Permasalahan lingkungan saat ini tidak lagi bersifat teoritis atau sekadar wacana di ruang kelas. Dampaknya bisa kita lihat dan rasakan langsung dalam kehidupan sehari-hari: cuaca ekstrem semakin tidak menentu, kualitas udara memburuk, sampah yang menumpuk di sungai dan jalanan, hingga degradasi lahan yang menyebabkan bencana alam seperti banjir dan longsor. Laporan Risiko Global 2025 yang dirilis oleh World Economic Forum bahkan menempatkan krisis lingkungan sebagai salah satu ancaman terbesar yang dapat mengguncang stabilitas dunia dalam lima hingga sepuluh tahun ke depan. Dengan kondisi yang kian kompleks ini, menjaga lingkungan bukan lagi pilihan, melainkan keharusan.
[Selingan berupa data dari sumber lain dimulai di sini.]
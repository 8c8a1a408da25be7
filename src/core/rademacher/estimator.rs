//! 몬테카를로 경험적 라데마허 복잡도 추정기

use indicatif::{ProgressBar, ProgressStyle};
use log::{debug, info, warn};
use nalgebra::DVector;
use rand::rngs::StdRng;
use rand::{Rng, SeedableRng};
use rayon::prelude::*;
use serde::{Deserialize, Serialize};
use std::time::{Duration, Instant};

use super::cancel::{CancellationToken, GuardedObjective};
use super::objective::RademacherObjective;
use super::signs::SignVector;
use crate::core::error::{RademacherError, Result};
use crate::core::model::HypothesisClass;
use crate::core::optimizers::{
    ConstrainedMinimizer, NelderMeadMinimizer, SolverSettings, DEFAULT_MAX_ITERATIONS,
};

/// 추정기 구성
#[derive(Debug, Clone, PartialEq, Serialize, Deserialize)]
pub struct EstimatorConfig {
    /// 독립 시행 횟수 K
    pub trials: usize,
    /// 시행마다 쓰는 최적화기 설정
    pub solver: SolverSettings,
    /// 부호 추출 시드 (없으면 엔트로피에서)
    pub seed: Option<u64>,
    /// rayon 전역 풀에서 시행을 병렬 실행
    pub parallel: bool,
    /// 진행 막대 표시
    pub show_progress: bool,
    /// 시행 하나당 시간 제한
    pub trial_timeout: Option<Duration>,
}

impl Default for EstimatorConfig {
    fn default() -> Self {
        Self {
            trials: 100,
            solver: SolverSettings::default(),
            seed: None,
            parallel: false,
            show_progress: false,
            trial_timeout: None,
        }
    }
}

impl EstimatorConfig {
    pub fn new(trials: usize) -> Self {
        Self {
            trials,
            ..Default::default()
        }
    }

    pub fn with_max_iterations(mut self, max_iterations: u64) -> Self {
        self.solver.max_iterations = max_iterations;
        self
    }

    pub fn with_tolerance(mut self, tolerance: f64) -> Self {
        self.solver.tolerance = tolerance;
        self
    }

    pub fn with_seed(mut self, seed: u64) -> Self {
        self.seed = Some(seed);
        self
    }

    pub fn with_parallel(mut self, parallel: bool) -> Self {
        self.parallel = parallel;
        self
    }

    pub fn with_progress(mut self, show_progress: bool) -> Self {
        self.show_progress = show_progress;
        self
    }

    pub fn with_trial_timeout(mut self, timeout: Duration) -> Self {
        self.trial_timeout = Some(timeout);
        self
    }

    pub fn validate(&self) -> Result<()> {
        if self.trials == 0 {
            return Err(RademacherError::config("number of trials K must be at least 1"));
        }
        self.solver.validate()?;
        if self.trial_timeout == Some(Duration::ZERO) {
            return Err(RademacherError::config("trial timeout must be non-zero"));
        }
        Ok(())
    }
}

/// 시행 하나의 종료 상태
#[derive(Debug, Clone, Copy, PartialEq, Eq, Serialize, Deserialize)]
pub enum TrialStatus {
    Converged,
    NotConverged,
    TimedOut,
}

/// 시행 하나의 결과
#[derive(Debug, Clone, PartialEq, Serialize, Deserialize)]
pub struct TrialOutcome {
    pub index: usize,
    pub status: TrialStatus,
    /// 회복한 최댓값 (수렴한 경우에만)
    pub value: Option<f64>,
    pub iterations: u64,
}

/// 추정 결과 요약
#[derive(Debug, Clone, PartialEq, Serialize, Deserialize)]
pub struct EstimateReport {
    /// 수렴한 시행 값들의 산술 평균
    pub value: f64,
    /// 평균의 표준 오차 (수렴한 시행이 1개면 0)
    pub standard_error: f64,
    pub trials: usize,
    pub converged: usize,
    pub not_converged: usize,
    pub timed_out: usize,
    pub outcomes: Vec<TrialOutcome>,
}

impl EstimateReport {
    fn from_outcomes(outcomes: Vec<TrialOutcome>) -> Result<Self> {
        let trials = outcomes.len();
        let values: Vec<f64> = outcomes.iter().filter_map(|o| o.value).collect();
        if values.is_empty() {
            return Err(RademacherError::NoTrialsConverged { trials });
        }

        let m = values.len() as f64;
        let mean = values.iter().sum::<f64>() / m;
        let standard_error = if values.len() > 1 {
            let variance = values.iter().map(|v| (v - mean).powi(2)).sum::<f64>() / (m - 1.0);
            (variance / m).sqrt()
        } else {
            0.0
        };

        let count = |status: TrialStatus| outcomes.iter().filter(|o| o.status == status).count();
        Ok(Self {
            value: mean,
            standard_error,
            trials,
            converged: count(TrialStatus::Converged),
            not_converged: count(TrialStatus::NotConverged),
            timed_out: count(TrialStatus::TimedOut),
            outcomes,
        })
    }

    /// 수렴한 시행의 비율
    pub fn success_rate(&self) -> f64 {
        self.converged as f64 / self.trials as f64
    }
}

/// 경험적 라데마허 복잡도 추정기
///
/// 호출 사이에 상태를 갖지 않는다. 가설 클래스는 읽기만 하며 다시 학습하지
/// 않고, 시작 파라미터는 명시적으로 전달받는다.
pub struct RademacherEstimator<M: ConstrainedMinimizer> {
    minimizer: M,
    config: EstimatorConfig,
    cancellation: Option<CancellationToken>,
}

impl RademacherEstimator<NelderMeadMinimizer> {
    /// 기본 Nelder–Mead 최소화기 사용
    pub fn with_default_minimizer(config: EstimatorConfig) -> Self {
        Self::new(NelderMeadMinimizer::default(), config)
    }
}

impl<M: ConstrainedMinimizer> RademacherEstimator<M> {
    pub fn new(minimizer: M, config: EstimatorConfig) -> Self {
        Self {
            minimizer,
            config,
            cancellation: None,
        }
    }

    pub fn with_cancellation(mut self, token: CancellationToken) -> Self {
        self.cancellation = Some(token);
        self
    }

    pub fn config(&self) -> &EstimatorConfig {
        &self.config
    }

    /// K번의 독립 시행을 돌려 추정치 계산
    pub fn run<H: HypothesisClass + ?Sized>(
        &self,
        model: &H,
        start: &DVector<f64>,
    ) -> Result<EstimateReport> {
        self.validate(model, start)?;

        let n = model.training_data().len();
        let seeds = self.trial_seeds();
        info!(
            "라데마허 추정 시작: K={}, n={}, 반복 상한={}, 병렬={}",
            self.config.trials, n, self.config.solver.max_iterations, self.config.parallel
        );

        self.execute(model, start, seeds.len(), |index| {
            let mut rng = StdRng::seed_from_u64(seeds[index]);
            Ok(SignVector::draw(n, &mut rng))
        })
    }

    /// 호출자가 준 부호 벡터들로 같은 파이프라인 실행
    ///
    /// 시행 횟수는 `signs.len()`이며 구성의 `trials`와 시드는 쓰지 않는다.
    pub fn run_with_signs<H: HypothesisClass + ?Sized>(
        &self,
        model: &H,
        start: &DVector<f64>,
        signs: &[SignVector],
    ) -> Result<EstimateReport> {
        if signs.is_empty() {
            return Err(RademacherError::config("at least one sign vector is required"));
        }
        self.validate(model, start)?;
        self.execute(model, start, signs.len(), |index| Ok(signs[index].clone()))
    }

    /// 부호 벡터 하나로 시행 하나 실행
    pub fn run_trial<H: HypothesisClass + ?Sized>(
        &self,
        model: &H,
        start: &DVector<f64>,
        index: usize,
        signs: &SignVector,
    ) -> Result<TrialOutcome> {
        if let Some(token) = &self.cancellation {
            token.check()?;
        }

        let objective = RademacherObjective::new(model, signs)?;
        let deadline = self.config.trial_timeout.map(|t| Instant::now() + t);
        let guarded = GuardedObjective::new(&objective, self.cancellation.as_ref(), deadline);

        let result = self.minimizer.minimize(
            &guarded,
            start,
            model.feasible_region(),
            &self.config.solver,
        );

        match result {
            Ok(outcome) if outcome.success && outcome.value.is_finite() => {
                let value = -outcome.value;
                debug!("시행 {index}: 최댓값={value:.6e}, 반복={}", outcome.iterations);
                Ok(TrialOutcome {
                    index,
                    status: TrialStatus::Converged,
                    value: Some(value),
                    iterations: outcome.iterations,
                })
            }
            Ok(outcome) => {
                warn!(
                    "시행 {index}: 수렴 실패로 제외 (값={}, 반복={})",
                    outcome.value, outcome.iterations
                );
                Ok(TrialOutcome {
                    index,
                    status: TrialStatus::NotConverged,
                    value: None,
                    iterations: outcome.iterations,
                })
            }
            Err(RademacherError::TrialTimedOut) => {
                warn!("시행 {index}: 시간 초과로 제외");
                Ok(TrialOutcome {
                    index,
                    status: TrialStatus::TimedOut,
                    value: None,
                    iterations: 0,
                })
            }
            Err(e) => Err(e),
        }
    }

    fn validate<H: HypothesisClass + ?Sized>(&self, model: &H, start: &DVector<f64>) -> Result<()> {
        self.config.validate()?;
        model.check_parameter(start)?;
        // 계약 위반(차원 불일치 등)은 최적화기 호출 전에 드러낸다
        model.empirical_risk(start)?;
        Ok(())
    }

    /// 시행별 독립 시드: 순차/병렬 실행이 같은 부호 벡터를 보도록 미리 정한다
    pub(crate) fn trial_seeds(&self) -> Vec<u64> {
        let mut master = match self.config.seed {
            Some(seed) => StdRng::seed_from_u64(seed),
            None => StdRng::from_entropy(),
        };
        (0..self.config.trials).map(|_| master.gen()).collect()
    }

    fn execute<H, F>(
        &self,
        model: &H,
        start: &DVector<f64>,
        trials: usize,
        signs_for: F,
    ) -> Result<EstimateReport>
    where
        H: HypothesisClass + ?Sized,
        F: Fn(usize) -> Result<SignVector> + Sync,
    {
        let progress = self.progress_bar(trials);
        let trial = |index: usize| -> Result<TrialOutcome> {
            let signs = signs_for(index)?;
            let outcome = self.run_trial(model, start, index, &signs);
            progress.inc(1);
            outcome
        };

        let outcomes: Result<Vec<TrialOutcome>> = if self.config.parallel {
            (0..trials).into_par_iter().map(trial).collect()
        } else {
            (0..trials).map(trial).collect()
        };
        progress.finish_and_clear();

        let report = EstimateReport::from_outcomes(outcomes?)?;
        info!(
            "라데마허 추정 완료: R̂={:.6e} ± {:.2e}, 수렴 {}/{}",
            report.value, report.standard_error, report.converged, report.trials
        );
        Ok(report)
    }

    fn progress_bar(&self, trials: usize) -> ProgressBar {
        if !self.config.show_progress {
            return ProgressBar::hidden();
        }
        let pb = ProgressBar::new(trials as u64);
        if let Ok(style) =
            ProgressStyle::default_bar().template("[{bar:40}] {percent}% 시행 {pos}/{len}")
        {
            pb.set_style(style);
        }
        pb
    }
}

/// 기본 최소화기로 K번 시행한 추정치
///
/// `max_iterations`는 시행 하나당 반복 상한 (보통 1000).
pub fn estimate<H: HypothesisClass + ?Sized>(
    trials: usize,
    model: &H,
    start: &DVector<f64>,
    max_iterations: u64,
) -> Result<f64> {
    let config = EstimatorConfig::new(trials).with_max_iterations(max_iterations);
    RademacherEstimator::with_default_minimizer(config)
        .run(model, start)
        .map(|report| report.value)
}

/// 반복 상한을 기본값으로 둔 `estimate`
pub fn estimate_default<H: HypothesisClass + ?Sized>(
    trials: usize,
    model: &H,
    start: &DVector<f64>,
) -> Result<f64> {
    estimate(trials, model, start, DEFAULT_MAX_ITERATIONS)
}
Di Indonesia, situasinya juga tak kalah serius. Organisasi lingkungan seperti Wahana Lingkungan Hidup Indonesia (WALHI) mencatat bahwa proyek-proyek besar seperti food estate telah menyebabkan alih fungsi lahan gambut secara masif, terutama di Kalimantan Tengah. Hal ini berkontribusi pada peningkatan risiko bencana lahan-lahan yang seharusnya berfungsi sebagai penyeimbang alam kini berubah fungsi demi kepentingan ekonomi jangka pendek. Akibatnya, kita menghadapi risiko ekologis yang lebih tinggi, termasuk kebakaran hutan, krisis air bersih, hingga hilangnya keanekaragaman hayati.

Meskipun Badan Meteorologi, Klimatologi, dan Geofisika (BMKG) memprediksi kondisi netral ENSO (El Niño–Southern Oscillation) dan IOD (Indian Ocean Dipole) pada tahun 2025, bukan berarti kita bisa mengendurkan kewaspadaan. Perubahan iklim tetap menjadi isu serius yang membutuhkan aksi kolektif dari berbagai pihak, termasuk kita sebagai mahasiswa.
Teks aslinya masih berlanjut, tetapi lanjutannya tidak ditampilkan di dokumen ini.